# Loose aluminum siding



## Jacke (Jan 31, 2016)

Have a couple of loose aluminum siding slats. Bought and tried to use the Z tool with no success. Is there any adhesive that will work on aluminum to aluminum? One that doesn't require holding the pieces together for a long time? I've heard about Liquid Nail but just read that it's not good for vinyl - which, to me, is similar to aluminum?? Any suggestions would be appreciated. Thanks


----------



## hkstroud (Mar 17, 2011)

No, I have never been able to get the Zip tool to work on aluminum.
What I have done (several times) is replace the lower siding that I removed. Then nail the top piece (the one above that I did not remove) up through the bottom edge with a 8p finish nail at a 45 degree angle.


----------



## joecaption (Nov 30, 2011)

Post a picture of your issue.
Somethings wrong behind that wall if the siding is coming unlocked.
No way would I be using a steel finish nail to try and fix aluminum siding.
#1, Steel is going to rust.
#2, To small a head.
#3, Aluminum siding expands and contracts a lot and it will not be able to move.
#4, Steel in direct contact with aluminum will cause the aluminum to corrode.


----------



## craig11152 (Jun 20, 2015)

Unfortunately the zip tool isn't made for aluminum, only vinyl. Vinyl has the flexibility that aluminum doesn't.

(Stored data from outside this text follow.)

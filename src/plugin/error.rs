use std::{error::Error, fmt, path::PathBuf};

/// The plugin module's result type.
pub type Result<T> = std::result::Result<T, PluginErr>;

/// Plugin lookup failures.
#[derive(Debug, Clone, PartialEq, Eq)]
pub enum PluginErr {
    NotADirectory(PathBuf),
    UnknownUnit(String),
    DuplicateUnit(String),
    MissingSymbol {
        unit: String,
        symbol: String,
    },
    WrongSymbolKind {
        unit: String,
        symbol: String,
        expected: &'static str,
    },
}

impl fmt::Display for PluginErr {
    fn fmt(&self, f: &mut fmt::Formatter<'_>) -> fmt::Result {
        match self {
            PluginErr::NotADirectory(path) => {
                write!(f, "{} is not an experiment directory", path.display())
            }
            PluginErr::UnknownUnit(name) => write!(f, "no plugin unit named {name:?}"),
            PluginErr::DuplicateUnit(name) => {
                write!(f, "plugin unit {name:?} is already registered")
            }
            PluginErr::MissingSymbol { unit, symbol } => {
                write!(f, "plugin unit {unit:?} does not export {symbol:?}")
            }
            PluginErr::WrongSymbolKind {
                unit,
                symbol,
                expected,
            } => write!(
                f,
                "symbol {symbol:?} of plugin unit {unit:?} is not a {expected}"
            ),
        }
    }
}

impl Error for PluginErr {}
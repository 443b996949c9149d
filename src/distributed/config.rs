use std::{error::Error, fmt, fs, io, ops::Range, path::Path, time::Duration};

use serde::Deserialize;

const DEFAULT_MASTER_ADDR: &str = "127.0.0.1";
const DEFAULT_RENDEZVOUS_TIMEOUT_SECS: u64 = 300;

/// Immutable settings for a launcher instance.
///
/// Every field has a default, so an empty JSON object is a valid config.
#[derive(Debug, Clone, Deserialize)]
#[serde(default, deny_unknown_fields)]
pub struct LauncherConfig {
    /// Rendezvous host used when neither `MASTER_ADDR` nor SLURM provide one.
    pub master_addr: String,
    /// Ports drawn from when `MASTER_PORT` is not set.
    pub master_port_range: Range<u16>,
    /// Upper bound for the whole rendezvous exchange.
    pub rendezvous_timeout_secs: u64,
    /// Expose exactly one device per worker through `CUDA_VISIBLE_DEVICES`.
    pub pin_visible_devices: bool,
}

impl Default for LauncherConfig {
    fn default() -> Self {
        Self {
            master_addr: DEFAULT_MASTER_ADDR.to_string(),
            master_port_range: 50_000..60_000,
            rendezvous_timeout_secs: DEFAULT_RENDEZVOUS_TIMEOUT_SECS,
            pin_visible_devices: false,
        }
    }
}

impl LauncherConfig {
    /// Loads a launcher configuration from a JSON file.
    ///
    /// # Args
    /// * `path` - The path of the JSON file.
    ///
    /// # Returns
    /// The validated configuration or a `ConfigErr`.
    pub fn from_json_file<P: AsRef<Path>>(path: P) -> Result<Self, ConfigErr> {
        let path = path.as_ref();
        let content = fs::read_to_string(path).map_err(|source| ConfigErr::Io {
            path: path.display().to_string(),
            source,
        })?;

        Self::from_json_str(&content)
    }

    /// Parses and validates a launcher configuration from a JSON string.
    pub fn from_json_str(content: &str) -> Result<Self, ConfigErr> {
        let config: Self = serde_json::from_str(content).map_err(ConfigErr::Parse)?;
        config.validate()?;
        Ok(config)
    }

    /// Returns the rendezvous timeout as a `Duration`.
    pub fn rendezvous_timeout(&self) -> Duration {
        Duration::from_secs(self.rendezvous_timeout_secs)
    }

    fn validate(&self) -> Result<(), ConfigErr> {
        if self.master_port_range.is_empty() {
            return Err(ConfigErr::Invalid(format!(
                "master_port_range {:?} is empty",
                self.master_port_range
            )));
        }
        if self.master_addr.is_empty() {
            return Err(ConfigErr::Invalid("master_addr must not be empty".into()));
        }
        if self.rendezvous_timeout_secs == 0 {
            return Err(ConfigErr::Invalid(
                "rendezvous_timeout_secs must be positive".into(),
            ));
        }

        Ok(())
    }
}

/// Launcher configuration loading failures.
#[derive(Debug)]
pub enum ConfigErr {
    Io { path: String, source: io::Error },
    Parse(serde_json::Error),
    Invalid(String),
}

impl fmt::Display for ConfigErr {
    fn fmt(&self, f: &mut fmt::Formatter<'_>) -> fmt::Result {
        match self {
            ConfigErr::Io { path, source } => write!(f, "cannot read '{path}': {source}"),
            ConfigErr::Parse(e) => write!(f, "invalid JSON: {e}"),
            ConfigErr::Invalid(msg) => write!(f, "invalid launcher config: {msg}"),
        }
    }
}

impl Error for ConfigErr {
    fn source(&self) -> Option<&(dyn Error + 'static)> {
        match self {
            ConfigErr::Io { source, .. } => Some(source),
            ConfigErr::Parse(e) => Some(e),
            ConfigErr::Invalid(_) => None,
        }
    }
}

How many pieces would you need to remove above to get to the loose pieces? That may be the safest, surest way but it could be a lot of work if you have to remove most of a wall.


----------



## Jacke (Jan 31, 2016)

craig11152 said:


> Unfortunately the zip tool isn't made for aluminum, only vinyl. Vinyl has the flexibility that aluminum doesn't.
> 
> How many pieces would you need to remove above to get to the loose pieces? That may be the safest, surest way but it could be a lot of work if you have to remove most of a wall.

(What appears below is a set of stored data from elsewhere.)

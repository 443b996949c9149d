use std::{collections::BTreeMap, io, time::Duration};

use log::{debug, info, trace};
use tokio::{
    io::{AsyncReadExt, AsyncWriteExt},
    net::{TcpListener, TcpStream},
    time,
};

use super::{DistributedParams, LaunchErr, Result};

const CONNECT_RETRY: Duration = Duration::from_millis(100);

/// Membership of an initialized process group.
#[derive(Debug, Clone, Copy, PartialEq, Eq)]
pub struct ProcessGroup {
    pub rank: usize,
    pub world_size: usize,
}

/// Runs the `MASTER_ADDR:MASTER_PORT` rendezvous for this process.
///
/// Rank 0 hosts the exchange, every other rank joins it. Returns once all
/// `world_size` processes have checked in, or fails after `timeout`.
pub async fn rendezvous(params: &DistributedParams, timeout: Duration) -> Result<ProcessGroup> {
    let rank = params
        .global_rank()
        .ok_or_else(|| LaunchErr::Rendezvous("the rank of this process is unknown".into()))?;
    let world_size = params.world_size;
    let addr = format!("{}:{}", params.master_addr, params.master_port);

    info!("rendezvous at {addr} as rank {rank} of {world_size}");

    let exchange = async {
        if rank == 0 {
            let listener = TcpListener::bind(&addr).await?;
            host(listener, world_size).await
        } else {
            join(&addr, rank, world_size).await
        }
    };

    time::timeout(timeout, exchange)
        .await
        .map_err(|_| LaunchErr::Rendezvous(format!("timed out after {timeout:?} at {addr}")))?
}

/// Accepts `world_size - 1` peers on `listener` and acknowledges them all.
pub async fn host(listener: TcpListener, world_size: usize) -> Result<ProcessGroup> {
    let mut peers: BTreeMap<usize, TcpStream> = BTreeMap::new();

    while peers.len() + 1 < world_size {
        let (mut stream, peer_addr) = listener.accept().await?;
        let rank = stream.read_u32().await? as usize;

        if rank == 0 || rank >= world_size {
            return Err(LaunchErr::Rendezvous(format!(
                "peer {peer_addr} announced rank {rank} outside 1..{world_size}"
            )));
        }
        if peers.contains_key(&rank) {
            return Err(LaunchErr::Rendezvous(format!(
                "rank {rank} joined twice (last from {peer_addr})"
            )));
        }

        debug!(rank = rank, joined = peers.len() + 2; "peer checked in");
        peers.insert(rank, stream);
    }

    let ack = encode(world_size)?;
    for stream in peers.values_mut() {
        stream.write_u32(ack).await?;
        stream.flush().await?;
    }

    Ok(ProcessGroup {
        rank: 0,
        world_size,
    })
}

/// Joins the rendezvous hosted at `addr`, retrying until the host is listening.
pub async fn join(addr: &str, rank: usize, world_size: usize) -> Result<ProcessGroup> {
    let mut stream = loop {
        match TcpStream::connect(addr).await {
            Ok(stream) => break stream,
            Err(e) if e.kind() == io::ErrorKind::ConnectionRefused => {
                trace!("rendezvous host {addr} not up yet");
                time::sleep(CONNECT_RETRY).await;
            }
            Err(e) => return Err(e.into()),
        }
    };

    stream.write_u32(encode(rank)?).await?;
    stream.flush().await?;

    let acked = stream.read_u32().await? as usize;
    if acked != world_size {
        return Err(LaunchErr::Rendezvous(format!(
            "host runs a world of {acked}, expected {world_size}"
        )));
    }

    Ok(ProcessGroup { rank, world_size })
}

fn encode(value: usize) -> Result<u32> {
    u32::try_from(value)
        .map_err(|_| LaunchErr::Rendezvous(format!("{value} does not fit the wire format")))
}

no glue/adhesive that works on aluminum?


----------



## craig11152 (Jun 20, 2015)

Jacke said:


> no glue/adhesive that works on aluminum?

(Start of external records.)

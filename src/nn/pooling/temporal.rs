use ndarray::{Array2, Array3, ArrayView3, Axis, Zip, s};

use crate::nn::{NnErr, Result};

/// Broadcasts `mask` to the shape of `x`.
pub(super) fn broadcast_mask<'a>(
    mask: &'a ArrayView3<'_, f32>,
    x: &ArrayView3<'_, f32>,
) -> Result<ArrayView3<'a, f32>> {
    mask.broadcast(x.raw_dim()).ok_or_else(|| NnErr::MaskShape {
        mask: mask.shape().to_vec(),
        input: x.shape().to_vec(),
    })
}

pub(super) fn history_len(x: &ArrayView3<'_, f32>) -> Result<usize> {
    match x.len_of(Axis(1)) {
        0 => Err(NnErr::EmptyHistory),
        len => Ok(len),
    }
}

/// `x[:, -1:, :]`
pub(super) fn last(x: ArrayView3<'_, f32>) -> Result<Array3<f32>> {
    history_len(&x)?;
    Ok(x.slice(s![.., -1.., ..]).to_owned())
}

/// Mean over the history, restricted to the masked-in steps when a mask is given.
pub(super) fn avg(x: ArrayView3<'_, f32>, mask: Option<ArrayView3<'_, f32>>) -> Result<Array3<f32>> {
    history_len(&x)?;

    let pooled = match mask {
        None => x.mean_axis(Axis(1)).ok_or(NnErr::EmptyHistory)?,
        Some(mask) => {
            let mask = broadcast_mask(&mask, &x)?;
            let total = (&x * &mask).sum_axis(Axis(1));
            total / mask.sum_axis(Axis(1))
        }
    };

    Ok(pooled.insert_axis(Axis(1)))
}

/// Max over the history. Masked-out steps never win; a fully masked row yields `-inf`.
pub(super) fn max(x: ArrayView3<'_, f32>, mask: Option<ArrayView3<'_, f32>>) -> Result<Array3<f32>> {
    history_len(&x)?;

    let pooled = match mask {
        None => fold_max(x),
        Some(mask) => {
            let mask = broadcast_mask(&mask, &x)?;
            let masked = Zip::from(&x)
                .and(&mask)
                .map_collect(|&v, &keep| if keep != 0.0 { v } else { f32::NEG_INFINITY });
            fold_max(masked.view())
        }
    };

    Ok(pooled.insert_axis(Axis(1)))
}

fn fold_max(values: ArrayView3<'_, f32>) -> Array2<f32> {
    values.fold_axis(Axis(1), f32::NEG_INFINITY, |&acc, &v| acc.max(v))
}

/// Flattens the whole history into one feature vector per sample.
#[derive(Debug, Clone)]
pub struct ConcatPooling {
    in_features: usize,
    history_len: usize,
}

impl ConcatPooling {
    pub fn new(in_features: usize, history_len: usize) -> Self {
        Self {
            in_features,
            history_len,
        }
    }

    pub fn out_features(&self) -> usize {
        self.in_features * self.history_len
    }

    /// `[batch, history, features]` -> `[batch, history * features]`
    pub fn forward(&self, x: ArrayView3<'_, f32>) -> Result<Array2<f32>> {
        let (batch, history, features) = x.dim();
        if features != self.in_features {
            return Err(NnErr::SizeMismatch {
                what: "features",
                got: features,
                expected: self.in_features,
            });
        }
        if history != self.history_len {
            return Err(NnErr::SizeMismatch {
                what: "history",
                got: history,
                expected: self.history_len,
            });
        }

        let flat = x
            .as_standard_layout()
            .into_owned()
            .into_shape_with_order((batch, history * features))?;
        Ok(flat)
    }
}
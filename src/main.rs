use std::{
    env, fs,
    path::{Path, PathBuf},
};

use anyhow::{Context, Result, bail};
use catalyst::{
    demo,
    dict::Dict,
    distributed::{
        DeviceBackend, DistributedParams, EntryPoint, HostDevices, Launch, Launcher,
        LauncherConfig, ProcessEnv,
    },
    plugin::PluginRegistry,
    snapshot::{DEFAULT_SOURCE_EXTENSIONS, dump_base_experiment_code},
};
use log::{debug, info};

const USAGE: &str =
    "usage: catalyst-run [--distributed] [--logdir DIR] [--launcher-config FILE] EXPDIR";
const CONFIG_FILE: &str = "config.json";

#[derive(Debug, PartialEq, Eq)]
struct Args {
    distributed: bool,
    logdir: Option<PathBuf>,
    launcher_config: Option<PathBuf>,
    expdir: PathBuf,
}

impl Args {
    fn parse<I: IntoIterator<Item = String>>(args: I) -> Result<Self> {
        let mut args = args.into_iter();
        let mut distributed = false;
        let mut logdir: Option<PathBuf> = None;
        let mut launcher_config: Option<PathBuf> = None;
        let mut expdir = None;

        while let Some(arg) = args.next() {
            match arg.as_str() {
                "--distributed" => distributed = true,
                "--logdir" => logdir = Some(args.next().context(USAGE)?.into()),
                "--launcher-config" => launcher_config = Some(args.next().context(USAGE)?.into()),
                flag if flag.starts_with("--") => bail!("unknown flag {flag}\n{USAGE}"),
                _ if expdir.is_some() => bail!("more than one experiment directory\n{USAGE}"),
                path => expdir = Some(PathBuf::from(path)),
            }
        }

        Ok(Self {
            distributed,
            logdir,
            launcher_config,
            expdir: expdir.context(USAGE)?,
        })
    }
}

/// Reads `expdir/config.json` when present.
fn read_experiment_config(expdir: &Path) -> Result<Dict> {
    let path = expdir.join(CONFIG_FILE);
    if !path.exists() {
        debug!("no {} found, using defaults", path.display());
        return Ok(Dict::new());
    }

    let content =
        fs::read_to_string(&path).with_context(|| format!("cannot read {}", path.display()))?;
    serde_json::from_str(&content).with_context(|| format!("invalid JSON in {}", path.display()))
}

fn main() -> Result<()> {
    env_logger::init();

    let args = Args::parse(env::args().skip(1))?;

    let config = match &args.launcher_config {
        Some(path) => LauncherConfig::from_json_file(path)?,
        None => LauncherConfig::default(),
    };
    let devices = HostDevices::discover(&ProcessEnv, config.rendezvous_timeout());
    let params = DistributedParams::resolve(&ProcessEnv, devices.device_count(), &config)?;

    let mut registry = PluginRegistry::new();
    demo::register(&mut registry)?;
    let (experiment, runner) = registry.import_experiment_and_runner(&args.expdir)?;

    let experiment = experiment(demo::merged_config(&read_experiment_config(&args.expdir)?))?;
    let mut runner = runner();

    // Spawned workers re-run this binary, only the first node's launcher snapshots.
    if let Some(logdir) = &args.logdir
        && params.local_rank.is_none()
        && params.start_rank == 0
    {
        dump_base_experiment_code(&args.expdir, logdir, DEFAULT_SOURCE_EXTENSIONS)?;
    }

    let mut launcher = Launcher::new(config, devices, EntryPoint::current()?);
    match launcher.run(args.distributed, &params, || {
        runner.run_experiment(experiment.as_ref())
    })? {
        Launch::Local(outcome) => outcome?,
        Launch::Spawned { workers } => info!("all {workers} worker(s) finished"),
    }

    Ok(())
}

#[cfg(test)]
mod tests {
    use super::*;

    fn parse(args: &[&str]) -> Result<Args> {
        Args::parse(args.iter().map(|a| a.to_string()))
    }

    #[test]
    fn parses_flags_in_any_order() {
        let args = parse(&["--logdir", "logs", "exp", "--distributed"]).unwrap();
        assert_eq!(
            args,
            Args {
                distributed: true,
                logdir: Some("logs".into()),
                launcher_config: None,
                expdir: "exp".into(),
            }
        );
    }

    #[test]
    fn rejects_bad_command_lines() {
        assert!(parse(&[]).is_err());
        assert!(parse(&["exp", "other"]).is_err());
        assert!(parse(&["--logdir"]).is_err());
        assert!(parse(&["--verbose", "exp"]).is_err());
    }

    #[test]
    fn missing_config_file_means_defaults() {
        let dir = tempfile::tempdir().unwrap();
        assert!(read_experiment_config(dir.path()).unwrap().is_empty());

        fs::write(dir.path().join(CONFIG_FILE), r#"{"seed": 3}"#).unwrap();
        assert_eq!(read_experiment_config(dir.path()).unwrap()["seed"], 3);

        fs::write(dir.path().join(CONFIG_FILE), "[1, 2]").unwrap();
        assert!(read_experiment_config(dir.path()).is_err());
    }
}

probably but as Joe pointed out aluminum and vinyl siding both are properly applied with expansion and contraction in mind. That is why the nailing flange is wide and you aren't supposed to nail tight. Its all about the product being able to move. If you glued it maybe you wouldn't have a big problem if it was on a north side that never saw any sun but its still a big maybe.


----------



## joecaption (Nov 30, 2011)

Not sure what exactly you plan on gluing.
Here's a picture of what a siding lock looks like, to lock the siding needs to be slid up then nailed, if it's still nailed to the wall it can not be lifted to lock.
Yes I know this is a picture of vinyl siding lock but aluminum and vinyl siding installs and locks about the same.
https://www.google.com/search?q=alu...x4KHfIjCkYQsAQIGw&dpr=1#imgrc=kkaqdIN-u8kBhM:


----------



## Jacke (Jan 31, 2016)

This was helpful. Going to try to use the Z Tool again to get the slat to lock onto the ledge. 
Thanks


----------



## hkstroud (Mar 17, 2011)

> Going to try to use the Z Tool again


Let us know how that goes.

If you really want to turn this 30 minute task into a 3 day job.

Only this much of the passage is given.